A Primeira Turma do Supremo Tribunal Federal decidiu nesta terça-feira (26) acabar com a aposentadoria compulsória remunerada como pena máxima para juízes, exceto para ministros da corte. A medida consolida entendimento do ministro Flávio Dino, que anulou punição aplicada pelo CNJ por falta de base legal.
O Supremo Tribunal Federal (STF) definiu que a aposentadoria compulsória remunerada não pode mais ser aplicada como sanção disciplinar para magistrados, exceto para ministros do próprio STF. A decisão da Primeira Turma segue o voto do ministro Flávio Dino, que em março considerou que a reforma da Previdência de 2019 eliminou a base legal para essa punição.
No caso analisado, Dino anulou um julgamento do Conselho Nacional de Justiça (CNJ) que aplicou quatro penas a um juiz, incluindo duas de aposentadoria compulsória, por entender que o processo estava viciado.

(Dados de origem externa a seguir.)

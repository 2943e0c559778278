use std::sync::atomic::{AtomicU64, Ordering};
use std::sync::{Arc, RwLock};

use stepflow_core::error::StepflowError;
use stepflow_core::traits::RunObserver;
use stepflow_core::types::{ContextDelta, ExecutionContext, ExecutionPath, RunId};

/// Handle returned by [`ObserverHub::add_observer`], used for removal.
#[derive(Debug, Clone, Copy, PartialEq, Eq, Hash)]
pub struct ObserverId(u64);

/// Synchronous fan-out of run notifications.
///
/// Delivery happens inline on the calling run, in registration order. The
/// registry is snapshotted before each notification, so observers can be
/// added or removed from any thread (or from inside a callback) while runs
/// are in flight; a change takes effect from the next notification on.
#[derive(Default)]
pub struct ObserverHub {
    next_id: AtomicU64,
    observers: RwLock<Vec<(ObserverId, Arc<dyn RunObserver>)>>,
}

impl ObserverHub {
    pub fn new() -> Self {
        Self::default()
    }

    pub fn add_observer(&self, observer: Arc<dyn RunObserver>) -> ObserverId {
        let id = ObserverId(self.next_id.fetch_add(1, Ordering::Relaxed));
        self.write().push((id, observer));
        id
    }

    /// Returns false if `id` was not registered.
    pub fn remove_observer(&self, id: ObserverId) -> bool {
        let mut observers = self.write();
        let before = observers.len();
        observers.retain(|(oid, _)| *oid != id);
        observers.len() != before
    }

    pub fn len(&self) -> usize {
        self.read().len()
    }

    pub fn is_empty(&self) -> bool {
        self.read().is_empty()
    }

    pub fn run_started(&self, run_id: &RunId, context: &ExecutionContext) {
        for observer in self.snapshot() {
            observer.on_run_started(run_id, context);
        }
    }

    pub fn node_started(&self, run_id: &RunId, node_id: &str, context: &ExecutionContext) {
        for observer in self.snapshot() {
            observer.on_node_started(run_id, node_id, context);
        }
    }

    pub fn node_completed(&self, run_id: &RunId, node_id: &str, delta: &ContextDelta) {
        for observer in self.snapshot() {
            observer.on_node_completed(run_id, node_id, delta);
        }
    }

    pub fn node_failed(&self, run_id: &RunId, node_id: &str, error: &StepflowError) {
        for observer in self.snapshot() {
            observer.on_node_failed(run_id, node_id, error);
        }
    }

    pub fn run_completed(&self, run_id: &RunId, context: &ExecutionContext, path: &ExecutionPath) {
        for observer in self.snapshot() {
            observer.on_run_completed(run_id, context, path);
        }
    }

    fn snapshot(&self) -> Vec<Arc<dyn RunObserver>> {
        self.read().iter().map(|(_, o)| o.clone()).collect()
    }

    // A panicking observer must not wedge the registry for everyone else.
    fn read(&self) -> std::sync::RwLockReadGuard<'_, Vec<(ObserverId, Arc<dyn RunObserver>)>> {
        self.observers.read().unwrap_or_else(|e| e.into_inner())
    }

    fn write(&self) -> std::sync::RwLockWriteGuard<'_, Vec<(ObserverId, Arc<dyn RunObserver>)>> {
        self.observers.write().unwrap_or_else(|e| e.into_inner())
    }
}

impl std::fmt::Debug for ObserverHub {
    fn fmt(&self, f: &mut std::fmt::Formatter<'_>) -> std::fmt::Result {
        f.debug_struct("ObserverHub")
            .field("observers", &self.len())
            .finish()
    }
}
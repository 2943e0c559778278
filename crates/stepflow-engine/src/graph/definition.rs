use std::collections::HashMap;

use tracing::debug;

use super::edge::Edge;
use super::node::Node;

/// One entry in a component list handed over by a graph builder.
#[derive(Debug, Clone)]
pub enum Component {
    Node(Node),
    Edge(Edge),
}

impl From<Node> for Component {
    fn from(node: Node) -> Self {
        Self::Node(node)
    }
}

impl From<Edge> for Component {
    fn from(edge: Edge) -> Self {
        Self::Edge(edge)
    }
}

/// The structure of a workflow: nodes by id, edges in declaration order,
/// the start node and the key whose value is the run's output.
///
/// Only appended to while it is being built. Once handed to a
/// [`super::WorkflowEngine`] it sits behind an `Arc` and is never mutated
/// again, so concurrent runs can share it freely.
#[derive(Debug, Clone)]
pub struct GraphDefinition {
    nodes: HashMap<String, Node>,
    edges: Vec<Edge>,
    start_node: String,
    output_key: String,
}

impl GraphDefinition {
    /// Create an empty graph.
    ///
    /// `start_node` does not need to be registered yet; a missing start node
    /// is reported when a run begins.
    pub fn new(start_node: impl Into<String>, output_key: impl Into<String>) -> Self {
        Self {
            nodes: HashMap::new(),
            edges: Vec::new(),
            start_node: start_node.into(),
            output_key: output_key.into(),
        }
    }

    /// Partition an ordered component list into nodes and edges.
    pub fn from_components(
        start_node: impl Into<String>,
        output_key: impl Into<String>,
        components: impl IntoIterator<Item = Component>,
    ) -> Self {
        let mut graph = Self::new(start_node, output_key);
        for component in components {
            match component {
                Component::Node(node) => graph.add_node(node),
                Component::Edge(edge) => graph.add_edge(edge),
            }
        }
        graph
    }

    /// Register a node. A node with the same id is replaced.
    pub fn add_node(&mut self, node: Node) {
        if self.nodes.contains_key(node.id()) {
            debug!(node_id = %node.id(), "Replacing previously registered node");
        }
        self.nodes.insert(node.id().to_string(), node);
    }

    /// Append an edge. Endpoints are not checked here.
    pub fn add_edge(&mut self, edge: Edge) {
        self.edges.push(edge);
    }

    /// Registered node ids, in no particular order.
    pub fn nodes(&self) -> impl Iterator<Item = &str> {
        self.nodes.keys().map(|s| s.as_str())
    }

    pub fn node(&self, id: &str) -> Option<&Node> {
        self.nodes.get(id)
    }

    pub fn node_count(&self) -> usize {
        self.nodes.len()
    }

    /// All edges in declaration order.
    pub fn edges(&self) -> &[Edge] {
        &self.edges
    }

    pub fn start_node_id(&self) -> &str {
        &self.start_node
    }

    pub fn output_key(&self) -> &str {
        &self.output_key
    }

    /// Edge endpoints that don't name a registered node.
    ///
    /// The engine doesn't require this to be empty; it only reports
    /// NodeNotFound if a run actually reaches such an id.
    pub fn dangling_targets(&self) -> Vec<&str> {
        let mut missing: Vec<&str> = self
            .edges
            .iter()
            .flat_map(|e| [e.from.as_str(), e.to.as_str()])
            .filter(|id| !self.nodes.contains_key(*id))
            .collect();
        missing.sort_unstable();
        missing.dedup();
        missing
    }
}
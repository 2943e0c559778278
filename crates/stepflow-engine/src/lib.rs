pub mod builtin;
pub mod graph;
pub mod manifest;
pub mod observers;
pub mod run_log;

pub use graph::{
    Component, Edge, EdgeCondition, GraphBuilder, GraphDefinition, Node, ObserverHub, ObserverId,
    RetryPolicy, RunReport, WorkflowEngine,
};
pub use manifest::WorkflowManifest;
pub use observers::{EventBusObserver, TracingObserver};
pub use run_log::RunLogger;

Os ministros Alexandre de Moraes e Cármen Lúcia acompanharam o voto de Dino, enquanto Cristiano Zanin discordou sobre a tramitação dos casos no STF.
A Procuradoria-Geral da República (PGR) recorreu para que o tema fosse levado ao plenário do STF, argumentando que a retirada da aposentadoria compulsória como pena deveria ser decisão do Congresso Nacional, por se tratar de escolha política. A subprocuradora-geral Elizete Ramos reconheceu as intenções do ministro, mas defendeu a competência legislativa para a questão.